TASK REQUIREMENTS: Where the records below reach the line containing "use std::time::Duration;", start transcribing, and end with the line containing "pub use users::UserRepository;", exactly and with nothing else added.

Collected data
%%

//! Database operations for the marketplace `PostgreSQL` store.
//!
//! ## Tables
//!
//! - `users` - Marketplace profiles keyed by identity-provider uid
//! - `categories`, `products`, `product_images` - Catalog
//! - `cart_lines`, `orders` - Purchase intents and placed orders
//! - `reviews`, `notifications` - Feedback and vendor alerts
//! - `auth_otps` - One-time verification codes
//! - `chats`, `chat_messages` - Buyer/vendor conversations
//! - `tower_sessions.session` - Session storage
//!
//! # Queries
//!
//! All queries are runtime-checked (`sqlx::query_as` with `FromRow`) because
//! pgvector columns have no compile-time type in `SQLx`. Dynamic filters go
//! through `sqlx::QueryBuilder`; sort columns come from enums, never from
//! request text.
//!
//! # Migrations
//!
//! Migrations are stored in `crates/api/migrations/` and run via:
//! ```bash
//! cargo run -p lasu-mart-cli -- migrate
//! ```

pub mod carts;
pub mod categories;
pub mod chats;
pub mod notifications;
pub mod orders;
pub mod otps;
pub mod products;
pub mod reviews;
pub mod users;

use std::time::Duration;

use secrecy::ExposeSecret;
use sqlx::PgPool;
use sqlx::postgres::PgPoolOptions;
use thiserror::Error;

pub use carts::CartRepository;
pub use categories::CategoryRepository;
pub use chats::ChatRepository;
pub use notifications::NotificationRepository;
pub use orders::OrderRepository;
pub use otps::OtpRepository;
pub use products::ProductRepository;
pub use reviews::ReviewRepository;
pub use users::UserRepository;

/// Errors that can occur during repository operations.
#[derive(Debug, Error)]
pub enum RepositoryError {
    /// Database error from sqlx.
    #[error("database error: {0}")]
    Database(#[from] sqlx::Error),

    /// Data in the database is corrupted or invalid.
    #[error("data corruption: {0}")]
    DataCorruption(String),

    /// Requested entity was not found.
    #[error("not found")]
    NotFound,

    /// Constraint violation (e.g., unique email).
    #[error("constraint violation: {0}")]
    Conflict(String),
}

impl RepositoryError {
    /// Map unique and foreign-key violations to `Conflict` with a caller
    /// supplied message; everything else stays a database error.
    pub(crate) fn from_constraint(e: sqlx::Error, message: &str) -> Self {
        if let sqlx::Error::Database(ref db_err) = e
            && (db_err.is_unique_violation() || db_err.is_foreign_key_violation())
        {
            return Self::Conflict(message.to_owned());
        }
        Self::Database(e)
    }
}

/// Create a `PostgreSQL` connection pool with sensible defaults.
///
/// # Errors
///
/// Returns `sqlx::Error` if the connection cannot be established.
pub async fn create_pool(database_url: &secrecy::SecretString) -> Result<PgPool, sqlx::Error> {
    PgPoolOptions::new()
        .max_connections(10)
        .min_connections(2)
        .acquire_timeout(Duration::from_secs(10))
        .connect(database_url.expose_secret())
        .await
}

/// Format an embedding vector as a pgvector literal (`[0.1,0.2]`).
///
/// Bound as text and cast with `$n::vector` in SQL.
#[must_use]
pub fn format_embedding(embedding: &[f32]) -> String {
    let values: Vec<String> = embedding.iter().map(ToString::to_string).collect();
    format!("[{}]", values.join(","))
}

#[cfg(test)]
mod tests {
    use super::*;

    #[test]
    fn test_format_embedding() {
        assert_eq!(format_embedding(&[0.1, 0.2, 0.3]), "[0.1,0.2,0.3]");
    }

    #[test]
    fn test_format_embedding_empty() {
        assert_eq!(format_embedding(&[]), "[]");
    }

    #[test]
    fn test_non_constraint_errors_stay_database_errors() {
        let err = RepositoryError::from_constraint(sqlx::Error::RowNotFound, "dup");
        assert!(matches!(err, RepositoryError::Database(_)));
    }
}
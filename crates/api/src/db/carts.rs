//! Cart line repository.

use sqlx::PgPool;

use lasu_mart_core::{ProductId, UserId};

use super::RepositoryError;
use crate::models::{CartItem, MAX_LINE_QUANTITY};

/// Repository for cart database operations.
pub struct CartRepository<'a> {
    pool: &'a PgPool,
}

impl<'a> CartRepository<'a> {
    /// Create a new cart repository.
    #[must_use]
    pub const fn new(pool: &'a PgPool) -> Self {
        Self { pool }
    }

    /// List a user's cart with product names, prices and first image.
    ///
    /// # Errors
    ///
    /// Returns `RepositoryError::Database` if the query fails.
    pub async fn list(&self, user_id: &UserId) -> Result<Vec<CartItem>, RepositoryError> {
        let items = sqlx::query_as::<_, CartItem>(
            r"
            SELECT c.cart_line_id, c.product_id, p.product_name, p.price, c.variant, c.quantity,
                   (SELECT i.image_url FROM product_images i
                    WHERE i.product_id = p.product_id
                    ORDER BY i.created_at LIMIT 1) AS image_url
            FROM cart_lines c
            JOIN products p ON p.product_id = c.product_id
            WHERE c.user_id = $1
            ORDER BY c.created_at
            ",
        )
        .bind(user_id)
        .fetch_all(self.pool)
        .await?;

        Ok(items)
    }

    /// Add `quantity` of a product, accumulating onto an existing line for
    /// the same product and variant. The total is capped at
    /// [`MAX_LINE_QUANTITY`].
    ///
    /// # Errors
    ///
    /// Returns `RepositoryError::Conflict` if the product doesn't exist.
    pub async fn add(
        &self,
        user_id: &UserId,
        product_id: ProductId,
        variant: Option<&str>,
        quantity: i32,
    ) -> Result<(), RepositoryError> {
        sqlx::query(
            r"
            INSERT INTO cart_lines (user_id, product_id, variant, quantity)
            VALUES ($1, $2, $3, $4)
            ON CONFLICT (user_id, product_id, variant)
            DO UPDATE SET quantity =
                LEAST(cart_lines.quantity::BIGINT + EXCLUDED.quantity, $5)::INTEGER
            ",
        )
        .bind(user_id)
        .bind(product_id)
        .bind(variant)
        .bind(quantity.min(MAX_LINE_QUANTITY))
        .bind(MAX_LINE_QUANTITY)
        .execute(self.pool)
        .await
        .map_err(|e| RepositoryError::from_constraint(e, "product does not exist"))?;

        Ok(())
    }

    /// Remove the line for a product and variant.
    ///
    /// # Errors
    ///
    /// Returns `RepositoryError::NotFound` if there is no such line.
    pub async fn remove(
        &self,
        user_id: &UserId,
        product_id: ProductId,
        variant: Option<&str>,
    ) -> Result<(), RepositoryError> {
        let result = sqlx::query(
            r"
            DELETE FROM cart_lines
            WHERE user_id = $1 AND product_id = $2 AND variant IS NOT DISTINCT FROM $3
            ",
        )
        .bind(user_id)
        .bind(product_id)
        .bind(variant)
        .execute(self.pool)
        .await?;

        if result.rows_affected() == 0 {
            return Err(RepositoryError::NotFound);
        }
        Ok(())
    }

    /// Number of lines in a user's cart.
    ///
    /// # Errors
    ///
    /// Returns `RepositoryError::Database` if the query fails.
    pub async fn count(&self, user_id: &UserId) -> Result<i64, RepositoryError> {
        let count = sqlx::query_scalar::<_, i64>(
            "SELECT COUNT(*) FROM cart_lines WHERE user_id = $1",
        )
        .bind(user_id)
        .fetch_one(self.pool)
        .await?;

        Ok(count)
    }
}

%%

SOLUTION FOR THIS PROBLEM:
use std::time::Duration;

use secrecy::ExposeSecret;
use sqlx::PgPool;
use sqlx::postgres::PgPoolOptions;
use thiserror::Error;

pub use carts::CartRepository;
pub use categories::CategoryRepository;
pub use chats::ChatRepository;
pub use notifications::NotificationRepository;
pub use orders::OrderRepository;
pub use otps::OtpRepository;
pub use products::ProductRepository;
pub use reviews::ReviewRepository;
pub use users::UserRepository;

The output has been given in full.